Pharmacology: Pharmacodynamics: Mechanism of Action: Famotidine is a histamine receptor blocking agent which competitively inhibits the action of histamine on the H2 receptors of parietal cells. The primary pharmacologic activity of famotidine is inhibition of gastric juice secretion. Both the acid concentration and volume of gastric secretion are suppressed by famotidine, while changes in pepsin secretion are proportional to volume output. Famotidine inhibited basal and nocturnal gastric secretion, as well as secretion stimulated by food and pentagastrin.
Pharmacokinetics: Famotidine is incompletely absorbed, with an oral bioavailability of 40 to 50%. Food may slightly enhance and antacids may slightly decrease the bioavailability of famotidine, but these alterations do not appear to be clinically significant. After oral doses, peak plasma levels occur in 1 to 3 hours. Plasma levels after multiple doses are similar to those after single doses.
After intravenous (IV) injection of a single 20 mg dose of famotidine, peak plasma concentrations of 272 ng/mL occur within 20 minutes and decrease to 163, 98, 64, 25, and 11 ng/mL at 1, 2, 4, 8, and 12 hours, respectively, after the dose.
After IV administration, inhibition of gastric acid secretion is apparent within one hour and peak inhibition occurs within 0.5 to 3 hours or 1 to 4 hours following IV or oral administration, respectively. The duration of inhibition of nocturnal gastric acid secretion is 10 to 15 hours. In a study in healthy individuals who were hypersecretors of gastric acid (basal gastric acid output of 5 or more mEq/hour), maximal inhibition of gastric acid secretion was 97.4, 99.7, or 99.4%, 2 to 4 hours and 73.8, 77.2, or 83.3%, 12 hours following a single famotidine dose of 10 or 20 mg IV or 20 mg orally, respectively.

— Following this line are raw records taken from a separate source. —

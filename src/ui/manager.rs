// src/ui/manager.rs
//! ImGui UI manager for the studio
//!
//! Handles ImGui integration with wgpu and winit: frame timing, input
//! capture and the overlay pass drawn on top of the rendered scene.

use imgui::{Context, FontConfig, FontSource, MouseCursor};
use imgui_wgpu::{Renderer, RendererConfig};
use imgui_winit_support::{HiDpiMode, WinitPlatform};
use std::time::Instant;
use wgpu::{CommandEncoder, Device, Queue, TextureFormat, TextureView};
use winit::{
    event::{Event, WindowEvent},
    window::{Window, WindowId},
};

/// ImGui UI manager
///
/// Uses locked DPI mode so that window pixels and UI pixels agree, which the
/// floating window's drag handle relies on.
pub struct UiManager {
    pub context: Context,
    platform: WinitPlatform,
    renderer: Renderer,
    last_frame: Instant,
    last_cursor: Option<MouseCursor>,
    font_size: f32,
}

impl UiManager {
    /// Creates a new UI manager
    ///
    /// # Arguments
    /// * `device` - WGPU device for creating renderer resources
    /// * `queue` - WGPU queue for renderer operations
    /// * `output_color_format` - Target texture format for rendering
    /// * `window` - Window for platform integration
    /// * `font_size` - Base UI font size in pixels
    pub fn new(
        device: &Device,
        queue: &Queue,
        output_color_format: TextureFormat,
        window: &Window,
        font_size: f32,
    ) -> Self {
        let mut context = Context::create();
        context.set_ini_filename(None);

        let mut platform = WinitPlatform::new(&mut context);
        platform.attach_window(context.io_mut(), window, HiDpiMode::Locked(1.0));

        context.fonts().add_font(&[FontSource::DefaultFontData {
            config: Some(FontConfig {
                oversample_h: 1,
                pixel_snap_h: true,
                size_pixels: font_size,
                ..Default::default()
            }),
        }]);

        let renderer_config = RendererConfig {
            texture_format: output_color_format,
            ..Default::default()
        };
        let renderer = Renderer::new(&mut context, device, queue, renderer_config);

        log::info!("UI initialised with {font_size}px font");

        Self {
            context,
            platform,
            renderer,
            last_frame: Instant::now(),
            last_cursor: None,
            font_size,
        }
    }

    pub fn font_size(&self) -> f32 {
        self.font_size
    }

    /// True if the UI wants mouse or keyboard input this frame
    pub fn wants_input(&self) -> bool {
        let io = self.context.io();
        io.want_capture_mouse || io.want_capture_keyboard
    }

    /// Feeds a window event to ImGui and returns whether the UI captured it
    pub fn handle_input(&mut self, window: &Window, window_id: WindowId, event: &WindowEvent) -> bool {
        match event {
            WindowEvent::CursorMoved { .. }
            | WindowEvent::MouseInput { .. }
            | WindowEvent::MouseWheel { .. }
            | WindowEvent::KeyboardInput { .. }
            | WindowEvent::ModifiersChanged(_)
            | WindowEvent::Focused(_)
            | WindowEvent::Resized(_) => {
                let wrapped: Event<()> = Event::WindowEvent {
                    window_id,
                    event: event.clone(),
                };
                self.platform
                    .handle_event(self.context.io_mut(), window, &wrapped);
                self.wants_input()
            }
            _ => false,
        }
    }

    /// Builds this frame's UI; returns whether the UI wants input capture
    pub fn update_logic<F>(&mut self, window: &Window, run_ui: F) -> bool
    where
        F: FnOnce(&imgui::Ui),
    {
        let now = Instant::now();
        self.context
            .io_mut()
            .update_delta_time(now - self.last_frame);
        self.last_frame = now;

        if let Err(e) = self.platform.prepare_frame(self.context.io_mut(), window) {
            log::warn!("Failed to prepare UI frame: {e}");
        }

        let ui = self.context.frame();
        run_ui(ui);

        if self.last_cursor != ui.mouse_cursor() {
            self.last_cursor = ui.mouse_cursor();
            self.platform.prepare_render(ui, window);
        }

        self.wants_input()
    }

    /// Renders the UI built in the last `update_logic()` call on top of the
    /// scene already in `color_attachment`
    pub fn render_display_only(
        &mut self,
        device: &Device,
        queue: &Queue,
        encoder: &mut CommandEncoder,
        color_attachment: &TextureView,
    ) {
        let draw_data = self.context.render();

        if draw_data.display_size[0] <= 0.0 || draw_data.display_size[1] <= 0.0 {
            return;
        }

        let mut render_pass = encoder.begin_render_pass(&wgpu::RenderPassDescriptor {
            label: Some("imgui_render_pass"),
            color_attachments: &[Some(wgpu::RenderPassColorAttachment {
                view: color_attachment,
                resolve_target: None,
                ops: wgpu::Operations {
                    load: wgpu::LoadOp::Load,
                    store: wgpu::StoreOp::Store,
                },
            })],
            depth_stencil_attachment: None,
            timestamp_writes: None,
            occlusion_query_set: None,
        });

        if let Err(e) = self
            .renderer
            .render(draw_data, queue, device, &mut render_pass)
        {
            log::warn!("Failed to render UI: {e:?}");
        }
    }

    /// `update_logic()` followed by `render_display_only()`
    pub fn draw<F>(
        &mut self,
        device: &Device,
        queue: &Queue,
        encoder: &mut CommandEncoder,
        window: &Window,
        color_attachment: &TextureView,
        run_ui: F,
    ) where
        F: FnOnce(&imgui::Ui),
    {
        self.update_logic(window, run_ui);
        self.render_display_only(device, queue, encoder, color_attachment);
    }
}
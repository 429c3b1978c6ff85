//! Texture resource management for wgpu
//!
//! Depth buffers, shadow maps, offscreen render targets and sampled colour
//! textures, plus CPU-side loading of the floor image.

use std::path::{Path, PathBuf};

use image::{Rgba, RgbaImage};
use thiserror::Error;

/// Largest floor image accepted, per side
pub const MAX_TEXTURE_SIZE: u32 = 4096;

#[derive(Debug, Error)]
pub enum TextureError {
    #[error("failed to load texture {path}: {source}")]
    Decode {
        path: PathBuf,
        #[source]
        source: image::ImageError,
    },
    #[error("texture is {width}x{height}, sides must be between 1 and {MAX_TEXTURE_SIZE}")]
    Dimensions { width: u32, height: u32 },
}

/// Loads an image file as RGBA8
pub fn load_rgba_image(path: &Path) -> Result<RgbaImage, TextureError> {
    let image = image::open(path)
        .map_err(|source| TextureError::Decode {
            path: path.to_path_buf(),
            source,
        })?
        .to_rgba8();

    let (width, height) = image.dimensions();
    if width == 0 || height == 0 || width > MAX_TEXTURE_SIZE || height > MAX_TEXTURE_SIZE {
        return Err(TextureError::Dimensions { width, height });
    }
    Ok(image)
}

/// Built-in floor pattern: light boards with darker seams, one tile per repeat
pub fn procedural_floor(size: u32) -> RgbaImage {
    let size = size.max(8);
    let board = size / 4;
    let seam = (size / 64).max(1);

    RgbaImage::from_fn(size, size, |x, y| {
        let row = y / board;
        // stagger the board ends on alternate rows
        let shifted = (x + if row % 2 == 1 { size / 2 } else { 0 }) % size;
        let on_seam = y % board < seam || shifted % (size / 2) < seam;
        if on_seam {
            Rgba([150, 140, 128, 255])
        } else {
            // faint grain along the board
            let grain = ((shifted as f32 * 0.35 + row as f32 * 7.0).sin() * 6.0) as i16;
            let tone = |base: i16| (base + grain).clamp(0, 255) as u8;
            Rgba([tone(212), tone(200), tone(184), 255])
        }
    })
}

/// GPU texture resource containing texture, view, and sampler
#[derive(Clone)]
pub struct TextureResource {
    pub texture: wgpu::Texture,
    pub view: wgpu::TextureView,
    pub sampler: wgpu::Sampler,
}

impl TextureResource {
    /// Standard depth buffer format used throughout the renderer
    pub const DEPTH_FORMAT: wgpu::TextureFormat = wgpu::TextureFormat::Depth32Float;

    /// Creates a depth texture matching the surface configuration
    pub fn create_depth_texture(
        device: &wgpu::Device,
        config: &wgpu::SurfaceConfiguration,
        label: &str,
    ) -> Self {
        let texture = device.create_texture(&wgpu::TextureDescriptor {
            label: Some(label),
            size: wgpu::Extent3d {
                width: config.width.max(1),
                height: config.height.max(1),
                depth_or_array_layers: 1,
            },
            mip_level_count: 1,
            sample_count: 1,
            dimension: wgpu::TextureDimension::D2,
            format: Self::DEPTH_FORMAT,
            usage: wgpu::TextureUsages::RENDER_ATTACHMENT | wgpu::TextureUsages::TEXTURE_BINDING,
            view_formats: &[],
        });
        let view = texture.create_view(&wgpu::TextureViewDescriptor::default());
        let sampler = device.create_sampler(&wgpu::SamplerDescriptor {
            label: Some(label),
            ..Default::default()
        });

        Self {
            texture,
            view,
            sampler,
        }
    }

    /// Square depth map sampled with a comparison sampler
    pub fn create_shadow_map(device: &wgpu::Device, size: u32, label: &str) -> Self {
        let texture = device.create_texture(&wgpu::TextureDescriptor {
            label: Some(label),
            size: wgpu::Extent3d {
                width: size,
                height: size,
                depth_or_array_layers: 1,
            },
            mip_level_count: 1,
            sample_count: 1,
            dimension: wgpu::TextureDimension::D2,
            format: Self::DEPTH_FORMAT,
            usage: wgpu::TextureUsages::RENDER_ATTACHMENT | wgpu::TextureUsages::TEXTURE_BINDING,
            view_formats: &[],
        });

        let view = texture.create_view(&wgpu::TextureViewDescriptor::default());

        let sampler = device.create_sampler(&wgpu::SamplerDescriptor {
            label: Some(&format!("{label} Sampler")),
            address_mode_u: wgpu::AddressMode::ClampToEdge,
            address_mode_v: wgpu::AddressMode::ClampToEdge,
            address_mode_w: wgpu::AddressMode::ClampToEdge,
            mag_filter: wgpu::FilterMode::Linear,
            min_filter: wgpu::FilterMode::Linear,
            mipmap_filter: wgpu::FilterMode::Nearest,
            compare: Some(wgpu::CompareFunction::LessEqual),
            lod_min_clamp: 0.0,
            lod_max_clamp: 100.0,
            ..Default::default()
        });

        Self {
            texture,
            view,
            sampler,
        }
    }

    /// Colour texture that can be rendered into and sampled afterwards
    pub fn create_render_target(
        device: &wgpu::Device,
        size: u32,
        format: wgpu::TextureFormat,
        label: &str,
    ) -> Self {
        let texture = device.create_texture(&wgpu::TextureDescriptor {
            label: Some(label),
            size: wgpu::Extent3d {
                width: size,
                height: size,
                depth_or_array_layers: 1,
            },
            mip_level_count: 1,
            sample_count: 1,
            dimension: wgpu::TextureDimension::D2,
            format,
            usage: wgpu::TextureUsages::RENDER_ATTACHMENT | wgpu::TextureUsages::TEXTURE_BINDING,
            view_formats: &[],
        });
        let view = texture.create_view(&wgpu::TextureViewDescriptor::default());
        let sampler = device.create_sampler(&wgpu::SamplerDescriptor {
            label: Some(&format!("{label} Sampler")),
            mag_filter: wgpu::FilterMode::Linear,
            min_filter: wgpu::FilterMode::Linear,
            ..Default::default()
        });

        Self {
            texture,
            view,
            sampler,
        }
    }

    /// Uploads RGBA8 sRGB pixels as a sampled texture
    pub fn create_from_rgba_data(
        device: &wgpu::Device,
        queue: &wgpu::Queue,
        data: &[u8],
        width: u32,
        height: u32,
        label: &str,
        address_mode: wgpu::AddressMode,
    ) -> Self {
        let size = wgpu::Extent3d {
            width,
            height,
            depth_or_array_layers: 1,
        };

        let texture = device.create_texture(&wgpu::TextureDescriptor {
            label: Some(label),
            size,
            mip_level_count: 1,
            sample_count: 1,
            dimension: wgpu::TextureDimension::D2,
            format: wgpu::TextureFormat::Rgba8UnormSrgb,
            usage: wgpu::TextureUsages::TEXTURE_BINDING | wgpu::TextureUsages::COPY_DST,
            view_formats: &[],
        });

        queue.write_texture(
            wgpu::TexelCopyTextureInfo {
                texture: &texture,
                mip_level: 0,
                origin: wgpu::Origin3d::ZERO,
                aspect: wgpu::TextureAspect::All,
            },
            data,
            wgpu::TexelCopyBufferLayout {
                offset: 0,
                bytes_per_row: Some(4 * width),
                rows_per_image: Some(height),
            },
            size,
        );

        let view = texture.create_view(&wgpu::TextureViewDescriptor::default());

        let sampler = device.create_sampler(&wgpu::SamplerDescriptor {
            label: Some(&format!("{} Sampler", label)),
            address_mode_u: address_mode,
            address_mode_v: address_mode,
            address_mode_w: address_mode,
            mag_filter: wgpu::FilterMode::Linear,
            min_filter: wgpu::FilterMode::Linear,
            mipmap_filter: wgpu::FilterMode::Nearest,
            ..Default::default()
        });

        Self {
            texture,
            view,
            sampler,
        }
    }

    pub fn create_from_image(
        device: &wgpu::Device,
        queue: &wgpu::Queue,
        image: &RgbaImage,
        label: &str,
        address_mode: wgpu::AddressMode,
    ) -> Self {
        let (width, height) = image.dimensions();
        Self::create_from_rgba_data(device, queue, image, width, height, label, address_mode)
    }

    /// 1x1 white texture bound by untextured materials
    pub fn create_white(device: &wgpu::Device, queue: &wgpu::Queue) -> Self {
        Self::create_from_rgba_data(
            device,
            queue,
            &[255, 255, 255, 255],
            1,
            1,
            "White Texture",
            wgpu::AddressMode::ClampToEdge,
        )
    }
}

#[cfg(test)]
mod tests {
    use super::*;

    #[test]
    fn test_procedural_floor_is_opaque_and_square() {
        let floor = procedural_floor(256);
        assert_eq!(floor.dimensions(), (256, 256));
        assert!(floor.pixels().all(|p| p.0[3] == 255));
    }

    #[test]
    fn test_procedural_floor_has_seams() {
        let floor = procedural_floor(256);
        assert_eq!(floor.get_pixel(10, 0).0, [150, 140, 128, 255]);
        assert_ne!(floor.get_pixel(10, 20).0, [150, 140, 128, 255]);
    }

    #[test]
    fn test_missing_file_reports_path() {
        let err = load_rgba_image(Path::new("/nonexistent/floor.jpg")).unwrap_err();
        assert!(matches!(err, TextureError::Decode { .. }));
        assert!(err.to_string().contains("/nonexistent/floor.jpg"));
    }
}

The apparent volume of distribution of the drug is 1.1 to 1.4 L/kg in adults and does not appear to be altered substantially in patients with renal dysfunction. In children 1 to 15 years old, a volume of distribution of 1.5 to 2.07 L/kg has been reported. The drug is 15 to 20% protein bound.

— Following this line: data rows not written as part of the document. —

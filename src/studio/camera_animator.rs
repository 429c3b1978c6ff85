//! Damped camera animation
//!
//! The control panels publish a camera *target*; the animator moves the live
//! camera eye toward it by a fixed fraction every tick so slider edits never
//! make the view jump.
//!
//! The fraction is applied per tick and is not scaled by elapsed time, so a
//! faster display converges faster in wall-clock terms.

use cgmath::{InnerSpace, Vector3, VectorSpace};

pub const DEFAULT_DAMPING: f32 = 0.05;
pub const DEFAULT_EPSILON: f32 = 1e-3;

#[derive(Debug, Clone, Copy, PartialEq, Eq)]
pub enum AnimatorState {
    /// Live eye sits on the target; ticks are no-ops
    Idle,
    /// Live eye is moving toward the target
    Approaching,
}

#[derive(Debug, Clone)]
pub struct CameraAnimator {
    live: Vector3<f32>,
    target: Vector3<f32>,
    damping: f32,
    epsilon: f32,
    state: AnimatorState,
}

impl CameraAnimator {
    /// Creates an idle animator resting at `position`
    ///
    /// `damping` is clamped into (0, 1] so a tick can never overshoot.
    pub fn new(position: Vector3<f32>, damping: f32, epsilon: f32) -> Self {
        Self {
            live: position,
            target: position,
            damping: damping.clamp(f32::EPSILON, 1.0),
            epsilon: epsilon.max(0.0),
            state: AnimatorState::Idle,
        }
    }

    pub fn live(&self) -> Vector3<f32> {
        self.live
    }

    pub fn target(&self) -> Vector3<f32> {
        self.target
    }

    pub fn state(&self) -> AnimatorState {
        self.state
    }

    pub fn damping(&self) -> f32 {
        self.damping
    }

    pub fn distance_to_target(&self) -> f32 {
        (self.target - self.live).magnitude()
    }

    /// Publishes a new target; any change starts an approach
    pub fn retarget(&mut self, target: Vector3<f32>) {
        if target != self.target {
            self.target = target;
            self.wake();
        }
    }

    /// Moves the live eye directly (orbit controls); the animator then pulls
    /// it back toward the target on the following ticks
    pub fn set_live(&mut self, position: Vector3<f32>) {
        if position != self.live {
            self.live = position;
            self.wake();
        }
    }

    fn wake(&mut self) {
        if self.distance_to_target() < self.epsilon {
            self.live = self.target;
            self.state = AnimatorState::Idle;
        } else {
            self.state = AnimatorState::Approaching;
        }
    }

    /// Advances one frame toward `target` and returns the new live eye
    pub fn tick(&mut self, target: Vector3<f32>) -> Vector3<f32> {
        self.retarget(target);

        if self.state == AnimatorState::Approaching {
            self.live = self.live.lerp(self.target, self.damping);
            if self.distance_to_target() < self.epsilon {
                self.live = self.target;
                self.state = AnimatorState::Idle;
            }
        }

        self.live
    }
}

#[cfg(test)]
mod tests {
    use super::*;
    use crate::studio::params::{CameraEdit, ParameterStore};

    #[test]
    fn test_starts_idle_and_stays_put() {
        let start = Vector3::new(0.0, 5.0, 10.0);
        let mut animator = CameraAnimator::new(start, DEFAULT_DAMPING, DEFAULT_EPSILON);
        assert_eq!(animator.state(), AnimatorState::Idle);
        assert_eq!(animator.tick(start), start);
        assert_eq!(animator.state(), AnimatorState::Idle);
    }

    #[test]
    fn test_first_tick_moves_five_percent() {
        let mut animator =
            CameraAnimator::new(Vector3::new(0.0, 0.0, 0.0), DEFAULT_DAMPING, DEFAULT_EPSILON);
        let live = animator.tick(Vector3::new(10.0, 0.0, 0.0));
        assert!((live.x - 0.5).abs() < 1e-6);
        assert_eq!(animator.state(), AnimatorState::Approaching);
    }

    #[test]
    fn test_distance_is_non_increasing_and_converges() {
        let target = Vector3::new(-4.0, 2.0, 7.5);
        let mut animator =
            CameraAnimator::new(Vector3::new(6.0, 9.0, -3.0), DEFAULT_DAMPING, DEFAULT_EPSILON);
        animator.retarget(target);
        assert_eq!(animator.state(), AnimatorState::Approaching);

        let mut previous = animator.distance_to_target();
        assert!(previous > 10.0);
        let mut ticks = 0;
        while animator.state() == AnimatorState::Approaching {
            animator.tick(target);
            let distance = animator.distance_to_target();
            assert!(distance <= previous, "distance grew: {distance} > {previous}");
            previous = distance;
            ticks += 1;
            assert!(ticks < 1_000, "animator never settled");
        }

        assert_eq!(animator.live(), target);
        assert_eq!(animator.state(), AnimatorState::Idle);
    }

    #[test]
    fn test_never_overshoots_along_axis() {
        let mut animator =
            CameraAnimator::new(Vector3::new(0.0, 0.0, 0.0), DEFAULT_DAMPING, DEFAULT_EPSILON);
        for _ in 0..500 {
            let live = animator.tick(Vector3::new(1.0, 0.0, 0.0));
            assert!(live.x <= 1.0);
        }
    }

    #[test]
    fn test_reset_targets_default_position() {
        let mut store = ParameterStore::default();
        store.set_camera_target(Vector3::new(3.0, 1.0, -2.0));
        let mut animator =
            CameraAnimator::new(store.camera_target(), DEFAULT_DAMPING, DEFAULT_EPSILON);

        store.edit_camera(CameraEdit::Reset);
        animator.tick(store.camera_target());

        assert_eq!(animator.target(), Vector3::new(0.0, 5.0, 10.0));
        assert_eq!(animator.state(), AnimatorState::Approaching);
    }

    #[test]
    fn test_external_move_restarts_approach() {
        let home = Vector3::new(0.0, 5.0, 10.0);
        let mut animator = CameraAnimator::new(home, DEFAULT_DAMPING, DEFAULT_EPSILON);
        animator.set_live(Vector3::new(2.0, 5.0, 10.0));
        assert_eq!(animator.state(), AnimatorState::Approaching);
        let live = animator.tick(home);
        assert!(live.x < 2.0 && live.x > 0.0);
    }
}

Famotidine is metabolized in the liver to famotidine S-oxide (S-famotidine). The metabolite does not appear to inhibit gastric acid secretion. Orally administered famotidine undergoes minimal first pass metabolism in the liver.
The elimination half-life of famotidine averages 2.5 to 4 hours in adults with normal renal function. An elimination half-life of 2.3 to 3.38 hours has been reported in children 1 to 15 years old.

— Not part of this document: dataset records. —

//! # Primitive Shape Generation
//!
//! Y-up primitive shapes built at their final size, with outward normals,
//! texture coordinates and counter-clockwise front faces.

use super::GeometryData;
use std::f32::consts::PI;

/// Box centred at the origin with the given extents along X, Y and Z
pub fn generate_cuboid(width: f32, height: f32, depth: f32) -> GeometryData {
    let mut data = GeometryData::new();
    let half = [width * 0.5, height * 0.5, depth * 0.5];

    // (normal, u axis, v axis) with u x v = normal
    let faces: [([f32; 3], [f32; 3], [f32; 3]); 6] = [
        ([0.0, 0.0, 1.0], [1.0, 0.0, 0.0], [0.0, 1.0, 0.0]),
        ([0.0, 0.0, -1.0], [-1.0, 0.0, 0.0], [0.0, 1.0, 0.0]),
        ([1.0, 0.0, 0.0], [0.0, 0.0, -1.0], [0.0, 1.0, 0.0]),
        ([-1.0, 0.0, 0.0], [0.0, 0.0, 1.0], [0.0, 1.0, 0.0]),
        ([0.0, 1.0, 0.0], [1.0, 0.0, 0.0], [0.0, 0.0, -1.0]),
        ([0.0, -1.0, 0.0], [1.0, 0.0, 0.0], [0.0, 0.0, 1.0]),
    ];
    let corners = [(-1.0, -1.0), (1.0, -1.0), (1.0, 1.0), (-1.0, 1.0)];

    for (normal, u, v) in faces {
        let base = data.vertices.len() as u32;
        for (su, sv) in corners {
            let position = [0, 1, 2].map(|k| (normal[k] + su * u[k] + sv * v[k]) * half[k]);
            data.vertices.push(position);
            data.normals.push(normal);
            data.tex_coords.push([(su + 1.0) * 0.5, (1.0 - sv) * 0.5]);
        }
        data.indices
            .extend_from_slice(&[base, base + 1, base + 2, base + 2, base + 3, base]);
    }

    data
}

/// UV sphere centred at the origin
///
/// # Arguments
/// * `radius` - Sphere radius
/// * `longitude_segments` - Number of vertical segments (longitude lines)
/// * `latitude_segments` - Number of horizontal segments (latitude lines)
pub fn generate_sphere(radius: f32, longitude_segments: u32, latitude_segments: u32) -> GeometryData {
    let mut data = GeometryData::new();

    let long_segs = longitude_segments.max(3);
    let lat_segs = latitude_segments.max(2);

    for lat in 0..=lat_segs {
        let theta = lat as f32 * PI / lat_segs as f32;
        let (sin_theta, cos_theta) = theta.sin_cos();

        for long in 0..=long_segs {
            let phi = long as f32 * 2.0 * PI / long_segs as f32;
            let (sin_phi, cos_phi) = phi.sin_cos();

            let normal = [sin_theta * cos_phi, cos_theta, sin_theta * sin_phi];
            data.vertices.push(normal.map(|c| c * radius));
            data.normals.push(normal);
            data.tex_coords
                .push([long as f32 / long_segs as f32, lat as f32 / lat_segs as f32]);
        }
    }

    for lat in 0..lat_segs {
        for long in 0..long_segs {
            let first = lat * (long_segs + 1) + long;
            let second = first + long_segs + 1;

            data.indices.extend_from_slice(&[first, first + 1, second]);
            data.indices.extend_from_slice(&[second, first + 1, second + 1]);
        }
    }

    data
}

/// Plane in the local XY plane facing +Z
///
/// Rotate it into place with the primitive transform, e.g. -90 degrees
/// about X for a floor.
pub fn generate_plane(width: f32, height: f32, width_segments: u32, height_segments: u32) -> GeometryData {
    let mut data = GeometryData::new();

    let w_segs = width_segments.max(1);
    let h_segs = height_segments.max(1);

    for y in 0..=h_segs {
        let v = y as f32 / h_segs as f32;
        let pos_y = (v - 0.5) * height;

        for x in 0..=w_segs {
            let u = x as f32 / w_segs as f32;
            let pos_x = (u - 0.5) * width;

            data.vertices.push([pos_x, pos_y, 0.0]);
            data.normals.push([0.0, 0.0, 1.0]);
            data.tex_coords.push([u, 1.0 - v]);
        }
    }

    for y in 0..h_segs {
        for x in 0..w_segs {
            let i = y * (w_segs + 1) + x;
            let next_row = i + w_segs + 1;

            data.indices.extend_from_slice(&[i, i + 1, next_row]);
            data.indices.extend_from_slice(&[i + 1, next_row + 1, next_row]);
        }
    }

    data
}

/// Capped cylinder along Y, centred at the origin
pub fn generate_cylinder(radius: f32, height: f32, segments: u32) -> GeometryData {
    let mut data = GeometryData::new();

    let segs = segments.max(3);
    let half_height = height * 0.5;
    let ring = |i: u32| {
        let angle = i as f32 * 2.0 * PI / segs as f32;
        angle.sin_cos()
    };

    // Side: interleaved bottom/top vertices
    for i in 0..=segs {
        let (sin_a, cos_a) = ring(i);
        let u = i as f32 / segs as f32;

        data.vertices.push([radius * cos_a, -half_height, radius * sin_a]);
        data.normals.push([cos_a, 0.0, sin_a]);
        data.tex_coords.push([u, 1.0]);

        data.vertices.push([radius * cos_a, half_height, radius * sin_a]);
        data.normals.push([cos_a, 0.0, sin_a]);
        data.tex_coords.push([u, 0.0]);
    }

    for i in 0..segs {
        let bottom = i * 2;
        let top = bottom + 1;
        let bottom_next = bottom + 2;
        let top_next = bottom + 3;

        data.indices.extend_from_slice(&[bottom, top, bottom_next]);
        data.indices.extend_from_slice(&[top, top_next, bottom_next]);
    }

    // Caps get their own rim vertices so their normals stay flat
    for (y, normal_y) in [(-half_height, -1.0), (half_height, 1.0)] {
        let center = data.vertices.len() as u32;
        data.vertices.push([0.0, y, 0.0]);
        data.normals.push([0.0, normal_y, 0.0]);
        data.tex_coords.push([0.5, 0.5]);

        for i in 0..=segs {
            let (sin_a, cos_a) = ring(i);
            data.vertices.push([radius * cos_a, y, radius * sin_a]);
            data.normals.push([0.0, normal_y, 0.0]);
            data.tex_coords.push([0.5 + cos_a * 0.5, 0.5 + sin_a * 0.5]);
        }

        for i in 0..segs {
            let current = center + 1 + i;
            let next = current + 1;
            if normal_y > 0.0 {
                data.indices.extend_from_slice(&[center, next, current]);
            } else {
                data.indices.extend_from_slice(&[center, current, next]);
            }
        }
    }

    data
}

#[cfg(test)]
mod tests {
    use super::*;

    fn sub(a: [f32; 3], b: [f32; 3]) -> [f32; 3] {
        [a[0] - b[0], a[1] - b[1], a[2] - b[2]]
    }

    fn cross(a: [f32; 3], b: [f32; 3]) -> [f32; 3] {
        [
            a[1] * b[2] - a[2] * b[1],
            a[2] * b[0] - a[0] * b[2],
            a[0] * b[1] - a[1] * b[0],
        ]
    }

    /// Every triangle's winding must agree with its vertex normals
    fn assert_front_faces_outward(data: &GeometryData) {
        for tri in data.indices.chunks(3) {
            let [a, b, c] = [0, 1, 2].map(|k| tri[k] as usize);
            let face = cross(
                sub(data.vertices[b], data.vertices[a]),
                sub(data.vertices[c], data.vertices[a]),
            );
            let n = [0, 1, 2].map(|k| data.normals[a][k] + data.normals[b][k] + data.normals[c][k]);
            let dot = face[0] * n[0] + face[1] * n[1] + face[2] * n[2];
            assert!(dot >= -1e-6, "triangle {tri:?} faces inward");
        }
    }

    #[test]
    fn test_cuboid_generation() {
        let cube = generate_cuboid(1.0, 2.0, 1.0);
        assert_eq!(cube.vertex_count(), 24);
        assert_eq!(cube.triangle_count(), 12);
        let max_y = cube.vertices.iter().map(|v| v[1]).fold(f32::MIN, f32::max);
        assert_eq!(max_y, 1.0);
        assert_front_faces_outward(&cube);
    }

    #[test]
    fn test_sphere_generation() {
        let sphere = generate_sphere(0.7, 16, 8);
        assert_eq!(sphere.vertices.len(), sphere.normals.len());
        assert_eq!(sphere.vertices.len(), sphere.tex_coords.len());
        for v in &sphere.vertices {
            let r = (v[0] * v[0] + v[1] * v[1] + v[2] * v[2]).sqrt();
            assert!((r - 0.7).abs() < 1e-5);
        }
        assert_front_faces_outward(&sphere);
    }

    #[test]
    fn test_plane_generation() {
        let plane = generate_plane(2.0, 2.0, 2, 2);
        assert_eq!(plane.vertices.len(), 9);
        assert_eq!(plane.indices.len(), 24);
        assert_front_faces_outward(&plane);
    }

    #[test]
    fn test_cylinder_generation() {
        let cylinder = generate_cylinder(0.5, 1.0, 12);
        let (min_y, max_y) = cylinder
            .vertices
            .iter()
            .fold((f32::MAX, f32::MIN), |(lo, hi), v| (lo.min(v[1]), hi.max(v[1])));
        assert_eq!((min_y, max_y), (-0.5, 0.5));
        assert_front_faces_outward(&cylinder);
    }
}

The elimination of famotidine does not appear to be affected substantially by age in adults, but is prolonged in patients with renal impairment; adjustment of dosage or dosing interval may be necessary to avoid excess accumulation of the drug in patients with moderate to severe renal impairment. In adults with creatinine clearances of 10 mL or less per minute, the elimination half-life of the drug may exceed 20 hours, with an elimination half-life of about 24 hours in anuric patients. In adults with normal renal function and those with creatinine clearances of 60 to 90, 30 to 60, or less than 30 mL/minute per 1.48 m2, the plasma half-life in the distribution phase was not affected substantially by renal function, averaging 0.18, 0.23, 0.25, or 0.24 hours, respectively; the half-life in the terminal elimination phase average 2.6, 2.9, 4.7, or 12 hours, respectively.
Famotidine is excreted principally in urine via glomerular filtration and tubular secretion. Approximately 25 to 30% or 65 to 80% of a dose is excreted unchanged in urine within 24 hours following oral or IV administration, respectively and approximately 13 to 49% or 52 to 82% of a single 40 mg oral or IV dose, respectively, is excreted within 72 hours.